[WHAT YOU HAVE TO DO] Among the lines below, keep only those from the one containing "pub fn to_fen(&self)" through the one containing "use super::*;", and reproduce them exactly.

[RECORDS SHOWN]
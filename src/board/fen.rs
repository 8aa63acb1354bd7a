use std::str::FromStr;

use super::error::FenError;
use super::{Bitboard, Color, Piece, Position, Square};

impl Position {
    /// Parse a position from FEN notation.
    ///
    /// All six fields are mandatory and validated; nothing is defaulted.
    pub fn try_from_fen(fen: &str) -> Result<Self, FenError> {
        let mut position = Position::empty();
        let parts: Vec<&str> = fen.split_whitespace().collect();

        if parts.len() != 6 {
            return Err(FenError::WrongFieldCount { found: parts.len() });
        }

        // Piece placement, rank 8 first
        let ranks: Vec<&str> = parts[0].split('/').collect();
        if ranks.len() != 8 {
            return Err(FenError::InvalidRankCount { found: ranks.len() });
        }
        for (rank_idx, rank_str) in ranks.iter().enumerate() {
            let mut file = 0;
            for c in rank_str.chars() {
                if let Some(skip) = c.to_digit(10) {
                    if skip == 0 || skip > 8 {
                        return Err(FenError::InvalidPiece { char: c });
                    }
                    file += skip as usize;
                } else {
                    let color = if c.is_ascii_uppercase() {
                        Color::White
                    } else {
                        Color::Black
                    };
                    let piece = Piece::from_char(c).ok_or(FenError::InvalidPiece { char: c })?;
                    if file >= 8 {
                        return Err(FenError::BadRankLength {
                            rank: rank_idx,
                            files: file + 1,
                        });
                    }
                    position.set_piece(Square(7 - rank_idx, file), color, piece);
                    file += 1;
                }
            }
            if file != 8 {
                return Err(FenError::BadRankLength {
                    rank: rank_idx,
                    files: file,
                });
            }
        }

        // Side to move
        match parts[1] {
            "w" => position.white_to_move = true,
            "b" => position.white_to_move = false,
            other => {
                return Err(FenError::InvalidSideToMove {
                    found: other.to_string(),
                })
            }
        }

        // Castling rights
        if parts[2] != "-" {
            for c in parts[2].chars() {
                match c {
                    'K' => position.castling_rights.set(Color::White, true),
                    'Q' => position.castling_rights.set(Color::White, false),
                    'k' => position.castling_rights.set(Color::Black, true),
                    'q' => position.castling_rights.set(Color::Black, false),
                    _ => return Err(FenError::InvalidCastling { char: c }),
                }
            }
        }

        // En passant target: rank 6 when White moves, rank 3 when Black moves
        position.en_passant_target = if parts[3] == "-" {
            None
        } else {
            let sq: Square = parts[3].parse().map_err(|_| FenError::InvalidEnPassant {
                found: parts[3].to_string(),
            })?;
            let expected_rank = if position.white_to_move { 5 } else { 2 };
            if sq.rank() != expected_rank {
                return Err(FenError::InvalidEnPassant {
                    found: parts[3].to_string(),
                });
            }
            Some(sq)
        };

        position.halfmove_clock = parse_counter(parts[4], "halfmove clock")?;
        position.fullmove_number = parse_counter(parts[5], "fullmove number")?;
        if position.fullmove_number == 0 {
            return Err(FenError::InvalidCounter {
                field: "fullmove number",
                found: parts[5].to_string(),
            });
        }

        position.check_material()?;
        Ok(position)
    }

    fn check_material(&self) -> Result<(), FenError> {
        for color in Color::BOTH {
            let kings = self.pieces(color, Piece::King).popcount();
            if kings != 1 {
                return Err(FenError::KingCount {
                    color,
                    found: kings,
                });
            }
            let back_ranks = Bitboard(Bitboard::RANK_1.0 | Bitboard::RANK_8.0);
            if let Some(square) = self.pieces(color, Piece::Pawn).and(back_ranks).iter().next() {
                return Err(FenError::PawnOnBackRank { square });
            }
        }
        Ok(())
    }

    /// Convert the position to FEN notation.
    #[must_use]
    pub fn to_fen(&self) -> String {
        let mut rows: Vec<String> = Vec::with_capacity(8);
        for rank in (0..8).rev() {
            let mut row = String::new();
            let mut empty = 0;
            for file in 0..8 {
                if let Some((color, piece)) = self.piece_at(Square(rank, file)) {
                    if empty > 0 {
                        row.push_str(&empty.to_string());
                        empty = 0;
                    }
                    row.push(piece.to_fen_char(color));
                } else {
                    empty += 1;
                }
            }
            if empty > 0 {
                row.push_str(&empty.to_string());
            }
            rows.push(row);
        }

        let active = if self.white_to_move { "w" } else { "b" };
        let mut castling = String::new();
        for (color, kingside, c) in [
            (Color::White, true, 'K'),
            (Color::White, false, 'Q'),
            (Color::Black, true, 'k'),
            (Color::Black, false, 'q'),
        ] {
            if self.castling_rights.has(color, kingside) {
                castling.push(c);
            }
        }
        if castling.is_empty() {
            castling.push('-');
        }
        let ep = self
            .en_passant_target
            .map_or_else(|| "-".to_string(), |sq| sq.to_string());

        format!(
            "{} {} {} {} {} {}",
            rows.join("/"),
            active,
            castling,
            ep,
            self.halfmove_clock,
            self.fullmove_number
        )
    }
}

fn parse_counter(field: &str, name: &'static str) -> Result<u32, FenError> {
    field.parse().map_err(|_| FenError::InvalidCounter {
        field: name,
        found: field.to_string(),
    })
}

impl FromStr for Position {
    type Err = FenError;

    fn from_str(s: &str) -> Result<Self, Self::Err> {
        Position::try_from_fen(s)
    }
}

#[cfg(test)]
mod tests {
    use super::*;

    const START: &str = "rnbqkbnr/pppppppp/8/8/8/8/PPPPPPPP/RNBQKBNR w KQkq - 0 1";

    #[test]
    fn test_fen_round_trip() {
        let position = Position::try_from_fen(START).unwrap();
        assert_eq!(position.to_fen(), START);
        assert_eq!(position, Position::new());
    }

    #[test]
    fn test_fen_black_to_move() {
        let fen = "rnbqkbnr/pppppppp/8/8/4P3/8/PPPP1PPP/RNBQKBNR b KQkq e3 0 1";
        let position = Position::try_from_fen(fen).unwrap();
        assert!(!position.white_to_move());
        assert_eq!(position.en_passant_target(), Some(Square(2, 4)));
        assert_eq!(position.to_fen(), fen);
    }

    #[test]
    fn test_fen_requires_all_six_fields() {
        let result = Position::try_from_fen("rnbqkbnr/pppppppp/8/8/8/8/PPPPPPPP/RNBQKBNR w KQkq -");
        assert_eq!(result, Err(FenError::WrongFieldCount { found: 4 }));
        let result =
            Position::try_from_fen("rnbqkbnr/pppppppp/8/8/8/8/PPPPPPPP/RNBQKBNR w KQkq - 0 1 x");
        assert_eq!(result, Err(FenError::WrongFieldCount { found: 7 }));
    }

    #[test]
    fn test_fen_error_invalid_piece() {
        let result =
            Position::try_from_fen("rnbqkbnr/ppppxppp/8/8/8/8/PPPPPPPP/RNBQKBNR w KQkq - 0 1");
        assert!(matches!(result, Err(FenError::InvalidPiece { char: 'x' })));
    }

    #[test]
    fn test_fen_error_short_rank() {
        let result =
            Position::try_from_fen("rnbqkbnr/ppppppp/8/8/8/8/PPPPPPPP/RNBQKBNR w KQkq - 0 1");
        assert!(matches!(
            result,
            Err(FenError::BadRankLength { rank: 1, files: 7 })
        ));
    }

    #[test]
    fn test_fen_error_rank_count() {
        let result = Position::try_from_fen("rnbqkbnr/pppppppp/8/8/8/PPPPPPPP/RNBQKBNR w KQkq - 0 1");
        assert!(matches!(result, Err(FenError::InvalidRankCount { found: 7 })));
    }

    #[test]
    fn test_fen_error_invalid_side_to_move() {
        let result =
            Position::try_from_fen("rnbqkbnr/pppppppp/8/8/8/8/PPPPPPPP/RNBQKBNR x KQkq - 0 1");
        assert!(matches!(result, Err(FenError::InvalidSideToMove { .. })));
    }

    #[test]
    fn test_fen_error_invalid_castling() {
        let result =
            Position::try_from_fen("rnbqkbnr/pppppppp/8/8/8/8/PPPPPPPP/RNBQKBNR w XQkq - 0 1");
        assert!(matches!(result, Err(FenError::InvalidCastling { char: 'X' })));
    }

    #[test]
    fn test_fen_error_invalid_en_passant() {
        let result =
            Position::try_from_fen("rnbqkbnr/pppppppp/8/8/8/8/PPPPPPPP/RNBQKBNR w KQkq z9 0 1");
        assert!(matches!(result, Err(FenError::InvalidEnPassant { .. })));
        // e3 is only a valid target when Black is to move
        let result =
            Position::try_from_fen("rnbqkbnr/pppppppp/8/8/4P3/8/PPPP1PPP/RNBQKBNR w KQkq e3 0 1");
        assert!(matches!(result, Err(FenError::InvalidEnPassant { .. })));
    }

    #[test]
    fn test_fen_counters_are_strict() {
        let result = Position::try_from_fen("4k3/8/8/8/8/8/8/4K3 w - - x 1");
        assert!(matches!(
            result,
            Err(FenError::InvalidCounter {
                field: "halfmove clock",
                ..
            })
        ));
        let result = Position::try_from_fen("4k3/8/8/8/8/8/8/4K3 w - - 0 0");
        assert!(matches!(
            result,
            Err(FenError::InvalidCounter {
                field: "fullmove number",
                ..
            })
        ));
        let position = Position::try_from_fen("4k3/8/8/8/8/8/8/4K3 w - - 42 60").unwrap();
        assert_eq!(position.halfmove_clock(), 42);
        assert_eq!(position.fullmove_number(), 60);
    }

    #[test]
    fn test_fen_requires_one_king_each() {
        let result = Position::try_from_fen("8/8/8/8/8/8/8/4K3 w - - 0 1");
        assert_eq!(
            result,
            Err(FenError::KingCount {
                color: Color::Black,
                found: 0
            })
        );
    }

    #[test]
    fn test_fen_rejects_back_rank_pawns() {
        let result = Position::try_from_fen("P3k3/8/8/8/8/8/8/4K3 w - - 0 1");
        assert!(matches!(result, Err(FenError::PawnOnBackRank { .. })));
    }

    #[test]
    fn test_no_castling() {
        let position =
            Position::try_from_fen("rnbqkbnr/pppppppp/8/8/8/8/PPPPPPPP/RNBQKBNR w - - 0 1").unwrap();
        assert!(position.castling_rights().is_empty());
    }

    #[test]
    fn test_from_str_trait() {
        let position: Position = START.parse().unwrap();
        assert!(position.white_to_move());
    }
}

[ANSWER FOR THE TASK]
    pub fn to_fen(&self) -> String {
        let mut rows: Vec<String> = Vec::with_capacity(8);
        for rank in (0..8).rev() {
            let mut row = String::new();
            let mut empty = 0;
            for file in 0..8 {
                if let Some((color, piece)) = self.piece_at(Square(rank, file)) {
                    if empty > 0 {
                        row.push_str(&empty.to_string());
                        empty = 0;
                    }
                    row.push(piece.to_fen_char(color));
                } else {
                    empty += 1;
                }
            }
            if empty > 0 {
                row.push_str(&empty.to_string());
            }
            rows.push(row);
        }

        let active = if self.white_to_move { "w" } else { "b" };
        let mut castling = String::new();
        for (color, kingside, c) in [
            (Color::White, true, 'K'),
            (Color::White, false, 'Q'),
            (Color::Black, true, 'k'),
            (Color::Black, false, 'q'),
        ] {
            if self.castling_rights.has(color, kingside) {
                castling.push(c);
            }
        }
        if castling.is_empty() {
            castling.push('-');
        }
        let ep = self
            .en_passant_target
            .map_or_else(|| "-".to_string(), |sq| sq.to_string());

        format!(
            "{} {} {} {} {} {}",
            rows.join("/"),
            active,
            castling,
            ep,
            self.halfmove_clock,
            self.fullmove_number
        )
    }
}

fn parse_counter(field: &str, name: &'static str) -> Result<u32, FenError> {
    field.parse().map_err(|_| FenError::InvalidCounter {
        field: name,
        found: field.to_string(),
    })
}

impl FromStr for Position {
    type Err = FenError;

    fn from_str(s: &str) -> Result<Self, Self::Err> {
        Position::try_from_fen(s)
    }
}

#[cfg(test)]
mod tests {
    use super::*;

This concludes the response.